Impaired cortical development and translational control in a missense mouse model of DDX3X syndrome

Heterozygous mutations in the X-linked RNA helicase DDX3X cause DDX3X syndrome, a rare neurodevelopmental disorder associated with cortical malformation and autism. Amongst the ~200 known de novo DDX3X variants, half are missense while the others are predicted loss-of-function (LoF). LoF mouse models reveal DDX3X loss impairs progenitors' ability to generate excitatory neurons. Yet, how missense mutations impact corticogenesis in vivo is unknown.
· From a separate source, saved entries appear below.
use async_trait::async_trait;
use aws_sdk_codebuild::{
    error::{BuildError, DisplayErrorContext},
    types as cb,
};
use log::{debug, info};

use super::{
    serverless::{
        ArtifactStore, BatchConfig, BuildRun, BuildService, BuildSummary, ProjectSource,
        ProjectSpec,
    },
    ExecutorError,
};
use crate::env::EnvVars;

/// [`BuildService`] backed by AWS CodeBuild.
pub struct CodeBuildService {
    client: aws_sdk_codebuild::Client,
}

/// [`ArtifactStore`] backed by S3.
pub struct S3ArtifactStore {
    client: aws_sdk_s3::Client,
}

fn invalid(operation: &'static str) -> impl Fn(BuildError) -> ExecutorError {
    move |e| ExecutorError::api(operation, e)
}

/// Request parts shared by CreateProject and UpdateProject.
struct ProjectParts {
    source: cb::ProjectSource,
    artifacts: cb::ProjectArtifacts,
    environment: cb::ProjectEnvironment,
    vpc: cb::VpcConfig,
    logs: cb::LogsConfig,
    cache: cb::ProjectCache,
    batch: Option<cb::ProjectBuildBatchConfig>,
}

fn batch_config(config: &BatchConfig) -> cb::ProjectBuildBatchConfig {
    cb::ProjectBuildBatchConfig::builder()
        .combine_artifacts(false)
        .restrictions(
            cb::BatchRestrictions::builder()
                .maximum_builds_allowed(config.max_builds)
                .build(),
        )
        .service_role(&config.service_role)
        .timeout_in_mins(config.timeout_minutes)
        .build()
}

fn environment_variables(
    env: &EnvVars,
    operation: &'static str,
) -> Result<Vec<cb::EnvironmentVariable>, ExecutorError> {
    env.iter()
        .map(|(name, value)| {
            cb::EnvironmentVariable::builder()
                .name(name)
                .value(value)
                .build()
                .map_err(invalid(operation))
        })
        .collect()
}

fn cloudwatch_logs(operation: &'static str) -> Result<cb::LogsConfig, ExecutorError> {
    Ok(cb::LogsConfig::builder()
        .cloud_watch_logs(
            cb::CloudWatchLogsConfig::builder()
                .status(cb::LogsConfigStatusType::Enabled)
                .build()
                .map_err(invalid(operation))?,
        )
        .build())
}

impl ProjectParts {
    fn new(spec: &ProjectSpec, operation: &'static str) -> Result<Self, ExecutorError> {
        let source = match &spec.source {
            ProjectSource::S3 {
                location,
                buildspec,
            } => cb::ProjectSource::builder()
                .r#type(cb::SourceType::S3)
                .location(location)
                .buildspec(buildspec),
            ProjectSource::NoSource { buildspec } => cb::ProjectSource::builder()
                .r#type(cb::SourceType::NoSource)
                .buildspec(buildspec),
        }
        .build()
        .map_err(invalid(operation))?;

        let env = &spec.environment;
        let environment = cb::ProjectEnvironment::builder()
            .r#type(cb::EnvironmentType::from(env.environment_type.as_str()))
            .image(&env.image)
            .compute_type(cb::ComputeType::from(env.compute_type.as_str()))
            .image_pull_credentials_type(cb::ImagePullCredentialsType::from(
                env.image_pull_credentials_type.as_str(),
            ))
            .privileged_mode(env.privileged_mode)
            .build()
            .map_err(invalid(operation))?;

        let logs = cb::LogsConfig::builder()
            .cloud_watch_logs(
                cb::CloudWatchLogsConfig::builder()
                    .status(cb::LogsConfigStatusType::Disabled)
                    .build()
                    .map_err(invalid(operation))?,
            )
            .s3_logs(
                cb::S3LogsConfig::builder()
                    .status(cb::LogsConfigStatusType::Disabled)
                    .build()
                    .map_err(invalid(operation))?,
            )
            .build();

        let cache = if spec.docker_layer_cache {
            cb::ProjectCache::builder()
                .r#type(cb::CacheType::Local)
                .location("")
                .modes(cb::CacheMode::LocalDockerLayerCache)
        } else {
            cb::ProjectCache::builder().r#type(cb::CacheType::NoCache)
        }
        .build()
        .map_err(invalid(operation))?;

        Ok(ProjectParts {
            source,
            artifacts: cb::ProjectArtifacts::builder()
                .r#type(cb::ArtifactsType::NoArtifacts)
                .build()
                .map_err(invalid(operation))?,
            environment,
            vpc: cb::VpcConfig::builder()
                .vpc_id(&spec.vpc.vpc_id)
                .set_subnets(Some(spec.vpc.subnets.clone()))
                .set_security_group_ids(Some(spec.vpc.security_group_ids.clone()))
                .build(),
            logs,
            cache,
            batch: spec.batch.as_ref().map(batch_config),
        })
    }
}

impl CodeBuildService {
    pub fn new(client: aws_sdk_codebuild::Client) -> Self {
        CodeBuildService { client }
    }

    async fn latest_single_build(
        &self,
        project: &str,
    ) -> Result<Option<BuildSummary>, ExecutorError> {
        let ids = self
            .client
            .list_builds_for_project()
            .project_name(project)
            .sort_order(cb::SortOrderType::Descending)
            .send()
            .await
            .map_err(|e| ExecutorError::api("ListBuildsForProject", DisplayErrorContext(e)))?;
        debug!("Build ids for project {}: {:?}", project, ids.ids());
        let Some(id) = ids.ids().first() else {
            return Ok(None);
        };

        let builds = self
            .client
            .batch_get_builds()
            .ids(id)
            .send()
            .await
            .map_err(|e| ExecutorError::api("BatchGetBuilds", DisplayErrorContext(e)))?;
        Ok(builds.builds().first().map(|build| BuildSummary {
            id: id.clone(),
            in_progress: build.build_status() == Some(&cb::StatusType::InProgress),
        }))
    }

    async fn latest_build_batch(
        &self,
        project: &str,
    ) -> Result<Option<BuildSummary>, ExecutorError> {
        let ids = self
            .client
            .list_build_batches_for_project()
            .project_name(project)
            .sort_order(cb::SortOrderType::Descending)
            .max_results(5)
            .send()
            .await
            .map_err(|e| {
                ExecutorError::api("ListBuildBatchesForProject", DisplayErrorContext(e))
            })?;
        debug!("Build batch ids for project {}: {:?}", project, ids.ids());
        let Some(id) = ids.ids().first() else {
            return Ok(None);
        };

        let batches = self
            .client
            .batch_get_build_batches()
            .ids(id)
            .send()
            .await
            .map_err(|e| ExecutorError::api("BatchGetBuildBatches", DisplayErrorContext(e)))?;
        Ok(batches.build_batches().first().map(|batch| BuildSummary {
            id: id.clone(),
            in_progress: batch.build_batch_status() == Some(&cb::StatusType::InProgress),
        }))
    }
}

#[async_trait]
impl BuildService for CodeBuildService {
    async fn project_exists(&self, name: &str) -> Result<bool, ExecutorError> {
        let output = self
            .client
            .batch_get_projects()
            .names(name)
            .send()
            .await
            .map_err(|e| ExecutorError::api("BatchGetProjects", DisplayErrorContext(e)))?;
        Ok(!output.projects().is_empty())
    }

    async fn create_project(&self, spec: &ProjectSpec) -> Result<String, ExecutorError> {
        const OPERATION: &str = "CreateProject";
        let parts = ProjectParts::new(spec, OPERATION)?;
        let output = self
            .client
            .create_project()
            .name(&spec.name)
            .source(parts.source)
            .artifacts(parts.artifacts)
            .environment(parts.environment)
            .service_role(&spec.service_role)
            .timeout_in_minutes(spec.timeout_minutes)
            .queued_timeout_in_minutes(spec.queued_timeout_minutes)
            .concurrent_build_limit(spec.concurrent_build_limit)
            .vpc_config(parts.vpc)
            .logs_config(parts.logs)
            .cache(parts.cache)
            .set_encryption_key(spec.encryption_key.clone())
            .set_build_batch_config(parts.batch)
            .send()
            .await
            .map_err(|e| ExecutorError::api(OPERATION, DisplayErrorContext(e)))?;

        output
            .project()
            .and_then(|p| p.arn())
            .map(str::to_string)
            .ok_or_else(|| ExecutorError::api(OPERATION, "response carried no project ARN"))
    }

    async fn update_project(&self, spec: &ProjectSpec) -> Result<String, ExecutorError> {
        const OPERATION: &str = "UpdateProject";
        let parts = ProjectParts::new(spec, OPERATION)?;
        let output = self
            .client
            .update_project()
            .name(&spec.name)
            .source(parts.source)
            .artifacts(parts.artifacts)
            .environment(parts.environment)
            .service_role(&spec.service_role)
            .timeout_in_minutes(spec.timeout_minutes)
            .queued_timeout_in_minutes(spec.queued_timeout_minutes)
            .concurrent_build_limit(spec.concurrent_build_limit)
            .vpc_config(parts.vpc)
            .logs_config(parts.logs)
            .cache(parts.cache)
            .set_encryption_key(spec.encryption_key.clone())
            .set_build_batch_config(parts.batch)
            .send()
            .await
            .map_err(|e| ExecutorError::api(OPERATION, DisplayErrorContext(e)))?;

        output
            .project()
            .and_then(|p| p.arn())
            .map(str::to_string)
            .ok_or_else(|| ExecutorError::api(OPERATION, "response carried no project ARN"))
    }

    async fn delete_project(&self, name: &str) -> Result<(), ExecutorError> {
        self.client
            .delete_project()
            .name(name)
            .send()
            .await
            .map_err(|e| ExecutorError::api("DeleteProject", DisplayErrorContext(e)))?;
        Ok(())
    }

    async fn start_build(&self, run: &BuildRun) -> Result<(), ExecutorError> {
        match &run.batch {
            None => {
                const OPERATION: &str = "StartBuild";
                info!("Starting single build for project {}", run.project);
                let logs = if run.cloudwatch_logs {
                    Some(cloudwatch_logs(OPERATION)?)
                } else {
                    None
                };
                self.client
                    .start_build()
                    .project_name(&run.project)
                    .set_environment_variables_override(Some(environment_variables(
                        &run.env, OPERATION,
                    )?))
                    .service_role_override(&run.service_role)
                    .set_logs_config_override(logs)
                    .set_debug_session_enabled(run.debug_session.then_some(true))
                    .send()
                    .await
                    .map_err(|e| ExecutorError::api(OPERATION, DisplayErrorContext(e)))?;
            }
            Some(batch) => {
                const OPERATION: &str = "StartBuildBatch";
                info!("Starting batch build for project {}", run.project);
                let logs = if run.cloudwatch_logs {
                    Some(cloudwatch_logs(OPERATION)?)
                } else {
                    None
                };
                let artifacts = cb::ProjectArtifacts::builder()
                    .r#type(cb::ArtifactsType::S3)
                    .location(&batch.artifacts_bucket)
                    .name(&batch.artifact_name)
                    .packaging(cb::ArtifactPackaging::Zip)
                    .encryption_disabled(false)
                    .override_artifact_name(false)
                    .build()
                    .map_err(invalid(OPERATION))?;
                self.client
                    .start_build_batch()
                    .project_name(&run.project)
                    .set_environment_variables_override(Some(environment_variables(
                        &run.env, OPERATION,
                    )?))
                    .service_role_override(&run.service_role)
                    .artifacts_override(artifacts)
                    .build_batch_config_override(batch_config(&batch.config))
                    .buildspec_override(&batch.buildspec)
                    .source_type_override(cb::SourceType::NoSource)
                    .set_logs_config_override(logs)
                    .set_debug_session_enabled(run.debug_session.then_some(true))
                    .send()
                    .await
                    .map_err(|e| ExecutorError::api(OPERATION, DisplayErrorContext(e)))?;
            }
        }
        Ok(())
    }

    async fn latest_build(
        &self,
        project: &str,
        batch: bool,
    ) -> Result<Option<BuildSummary>, ExecutorError> {
        if batch {
            self.latest_build_batch(project).await
        } else {
            self.latest_single_build(project).await
        }
    }

    async fn stop_build(&self, id: &str, batch: bool) -> Result<(), ExecutorError> {
        if batch {
            self.client
                .stop_build_batch()
                .id(id)
                .send()
                .await
                .map_err(|e| ExecutorError::api("StopBuildBatch", DisplayErrorContext(e)))?;
        } else {
            self.client
                .stop_build()
                .id(id)
                .send()
                .await
                .map_err(|e| ExecutorError::api("StopBuild", DisplayErrorContext(e)))?;
        }
        Ok(())
    }
}

impl S3ArtifactStore {
    pub fn new(client: aws_sdk_s3::Client) -> Self {
        S3ArtifactStore { client }
    }
}

#[async_trait]
impl ArtifactStore for S3ArtifactStore {
    async fn list_keys(&self, bucket: &str) -> Result<Vec<String>, ExecutorError> {
        let mut pages = self
            .client
            .list_objects_v2()
            .bucket(bucket)
            .into_paginator()
            .send();

        let mut keys = Vec::new();
        while let Some(page) = pages.next().await {
            let page = page.map_err(|e| {
                ExecutorError::api("ListObjectsV2", aws_sdk_s3::error::DisplayErrorContext(e))
            })?;
            keys.extend(
                page.contents()
                    .iter()
                    .filter_map(|object| object.key())
                    .map(str::to_string),
            );
        }
        Ok(keys)
    }
}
Here, we generated a conditional mouse model of Ddx3xT532M, a clinically severe and recurrent DDX3X syndrome mutation found in females. Using Cre-mediated expression of Ddx3xT532M in cortical progenitors and their progeny, we show this mutation alters corticogenesis and translation. Ddx3xT532M conditional knock-in (KI) males have severe microcephaly and apoptosis. In contrast, Ddx3xT532M conditional heterozygous (cHet) females exhibit only mild reductions in cortical size and neurogenesis. Using polysome fractionation of Ddx3xT532M and Ddx3xLoF cHet female cortices, we discover that Ddx3xT532M affects translation of key targets, with qualitative differences from Ddx3xLoF cHet females. Collectively, these cellular and molecular findings suggest that, the clinically severe Ddx3xT532M variant in cHet females is phenotypically similar to, but molecularly distinct from, Ddx3x haploinsufficiency in corticogenesis. Our study establishes a new model for understanding how missense mutations may cause DDX3X syndrome. Overall design: Polysome fractionation RNA-Seq from E14.5 mouse cortex comparing Ddx3x-LoF (Emx1-Cre/+;Ddx3x lox/+) to control (Ddx3x lox/+) and Ddx3x-T532M (Emx1-Cre/+;Ddx3x-T532M lox/+) to control (Emx1-Cre/+).